Your objective: Could you copy each line of the listing that holds "WarningRecord"?
-=-=-
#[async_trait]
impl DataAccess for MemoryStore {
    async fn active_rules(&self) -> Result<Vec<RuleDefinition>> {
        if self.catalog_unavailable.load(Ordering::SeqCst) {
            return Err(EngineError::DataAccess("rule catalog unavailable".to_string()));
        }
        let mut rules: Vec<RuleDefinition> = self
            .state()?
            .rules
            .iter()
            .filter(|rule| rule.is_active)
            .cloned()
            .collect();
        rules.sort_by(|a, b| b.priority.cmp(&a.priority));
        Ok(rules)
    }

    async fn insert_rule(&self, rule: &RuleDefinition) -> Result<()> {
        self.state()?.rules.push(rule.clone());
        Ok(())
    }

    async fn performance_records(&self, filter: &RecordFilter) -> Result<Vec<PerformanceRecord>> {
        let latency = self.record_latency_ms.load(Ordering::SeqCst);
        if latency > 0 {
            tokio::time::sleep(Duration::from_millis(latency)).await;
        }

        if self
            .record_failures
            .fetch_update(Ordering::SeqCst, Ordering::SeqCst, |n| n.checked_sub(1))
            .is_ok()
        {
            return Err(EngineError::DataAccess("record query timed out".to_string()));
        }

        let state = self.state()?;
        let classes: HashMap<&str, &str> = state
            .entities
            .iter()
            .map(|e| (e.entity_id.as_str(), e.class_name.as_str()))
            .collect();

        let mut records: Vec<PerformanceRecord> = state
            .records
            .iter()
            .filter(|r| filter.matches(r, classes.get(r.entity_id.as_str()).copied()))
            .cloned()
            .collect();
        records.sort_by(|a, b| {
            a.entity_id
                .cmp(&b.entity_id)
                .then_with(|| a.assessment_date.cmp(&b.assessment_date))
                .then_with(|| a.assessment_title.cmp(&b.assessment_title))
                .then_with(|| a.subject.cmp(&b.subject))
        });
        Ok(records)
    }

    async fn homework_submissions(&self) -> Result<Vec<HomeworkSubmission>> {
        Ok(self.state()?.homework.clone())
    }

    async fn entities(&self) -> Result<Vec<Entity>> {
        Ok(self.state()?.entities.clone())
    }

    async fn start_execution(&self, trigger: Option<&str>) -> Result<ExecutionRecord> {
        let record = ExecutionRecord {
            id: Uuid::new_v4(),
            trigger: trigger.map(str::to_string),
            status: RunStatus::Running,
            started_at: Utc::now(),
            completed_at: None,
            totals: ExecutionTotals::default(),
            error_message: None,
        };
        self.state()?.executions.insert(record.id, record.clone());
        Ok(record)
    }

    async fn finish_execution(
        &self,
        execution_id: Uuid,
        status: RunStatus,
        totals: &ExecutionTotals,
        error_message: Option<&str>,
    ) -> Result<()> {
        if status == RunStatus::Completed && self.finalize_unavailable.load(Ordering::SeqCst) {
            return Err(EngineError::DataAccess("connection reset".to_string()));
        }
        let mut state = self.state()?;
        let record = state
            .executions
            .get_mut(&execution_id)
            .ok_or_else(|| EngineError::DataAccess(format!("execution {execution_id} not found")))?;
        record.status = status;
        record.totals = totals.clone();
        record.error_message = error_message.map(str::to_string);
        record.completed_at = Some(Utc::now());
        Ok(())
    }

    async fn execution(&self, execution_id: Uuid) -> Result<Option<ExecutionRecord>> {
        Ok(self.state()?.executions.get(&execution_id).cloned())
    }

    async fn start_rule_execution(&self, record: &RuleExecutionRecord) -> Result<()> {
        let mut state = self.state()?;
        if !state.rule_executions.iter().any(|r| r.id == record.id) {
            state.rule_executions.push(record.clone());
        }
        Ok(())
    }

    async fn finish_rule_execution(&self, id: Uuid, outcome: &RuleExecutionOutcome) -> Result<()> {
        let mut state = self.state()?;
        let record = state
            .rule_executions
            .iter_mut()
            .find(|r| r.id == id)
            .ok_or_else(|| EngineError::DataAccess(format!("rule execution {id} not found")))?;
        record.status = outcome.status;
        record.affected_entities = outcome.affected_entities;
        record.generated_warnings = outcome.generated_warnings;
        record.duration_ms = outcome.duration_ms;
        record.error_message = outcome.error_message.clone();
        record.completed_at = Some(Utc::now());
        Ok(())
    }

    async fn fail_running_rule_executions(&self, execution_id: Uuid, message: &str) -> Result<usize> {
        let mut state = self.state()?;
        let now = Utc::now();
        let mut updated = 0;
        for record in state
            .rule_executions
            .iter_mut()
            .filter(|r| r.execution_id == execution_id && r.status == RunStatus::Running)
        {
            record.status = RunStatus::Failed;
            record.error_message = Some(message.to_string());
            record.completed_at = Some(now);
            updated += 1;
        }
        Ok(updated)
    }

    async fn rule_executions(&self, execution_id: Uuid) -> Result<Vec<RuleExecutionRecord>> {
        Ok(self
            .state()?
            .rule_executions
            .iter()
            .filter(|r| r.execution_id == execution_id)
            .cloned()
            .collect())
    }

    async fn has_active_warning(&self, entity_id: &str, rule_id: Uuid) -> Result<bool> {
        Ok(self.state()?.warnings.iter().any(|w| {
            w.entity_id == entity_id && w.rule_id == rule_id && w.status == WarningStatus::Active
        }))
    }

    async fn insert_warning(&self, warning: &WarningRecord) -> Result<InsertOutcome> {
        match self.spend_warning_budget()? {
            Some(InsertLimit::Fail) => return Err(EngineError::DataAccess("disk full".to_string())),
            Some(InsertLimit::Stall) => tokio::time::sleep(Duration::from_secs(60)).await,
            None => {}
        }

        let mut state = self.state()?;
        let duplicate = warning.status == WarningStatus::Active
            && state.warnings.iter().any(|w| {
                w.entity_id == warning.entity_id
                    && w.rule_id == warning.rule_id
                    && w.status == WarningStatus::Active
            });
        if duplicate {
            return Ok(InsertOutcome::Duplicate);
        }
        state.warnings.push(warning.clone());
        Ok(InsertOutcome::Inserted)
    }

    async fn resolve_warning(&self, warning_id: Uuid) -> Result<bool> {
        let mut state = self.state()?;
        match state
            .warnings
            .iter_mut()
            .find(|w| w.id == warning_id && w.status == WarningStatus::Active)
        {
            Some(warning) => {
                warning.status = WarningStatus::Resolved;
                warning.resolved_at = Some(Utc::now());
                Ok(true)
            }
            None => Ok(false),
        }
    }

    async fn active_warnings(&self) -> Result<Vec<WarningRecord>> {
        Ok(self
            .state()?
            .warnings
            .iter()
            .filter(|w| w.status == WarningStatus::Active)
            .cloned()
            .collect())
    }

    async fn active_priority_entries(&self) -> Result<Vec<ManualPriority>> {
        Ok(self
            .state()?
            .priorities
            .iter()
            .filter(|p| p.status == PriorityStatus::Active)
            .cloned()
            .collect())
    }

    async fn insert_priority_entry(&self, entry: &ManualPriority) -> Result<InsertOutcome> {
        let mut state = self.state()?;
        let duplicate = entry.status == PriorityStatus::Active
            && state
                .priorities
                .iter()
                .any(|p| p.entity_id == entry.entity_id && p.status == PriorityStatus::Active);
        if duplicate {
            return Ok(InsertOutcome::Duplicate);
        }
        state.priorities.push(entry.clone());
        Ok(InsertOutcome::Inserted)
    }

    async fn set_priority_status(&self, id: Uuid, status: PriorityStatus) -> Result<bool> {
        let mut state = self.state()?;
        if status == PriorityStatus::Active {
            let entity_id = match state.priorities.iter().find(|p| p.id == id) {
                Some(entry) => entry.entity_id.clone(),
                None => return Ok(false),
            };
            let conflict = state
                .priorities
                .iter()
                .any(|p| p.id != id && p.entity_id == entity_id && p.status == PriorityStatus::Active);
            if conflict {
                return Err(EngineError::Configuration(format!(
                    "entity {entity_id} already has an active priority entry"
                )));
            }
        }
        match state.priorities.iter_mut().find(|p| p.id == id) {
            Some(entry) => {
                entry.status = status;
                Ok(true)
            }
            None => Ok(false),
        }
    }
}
-=-=-
Response to the exercise:
    async fn insert_warning(&self, warning: &WarningRecord) -> Result<InsertOutcome> {
    async fn active_warnings(&self) -> Result<Vec<WarningRecord>> {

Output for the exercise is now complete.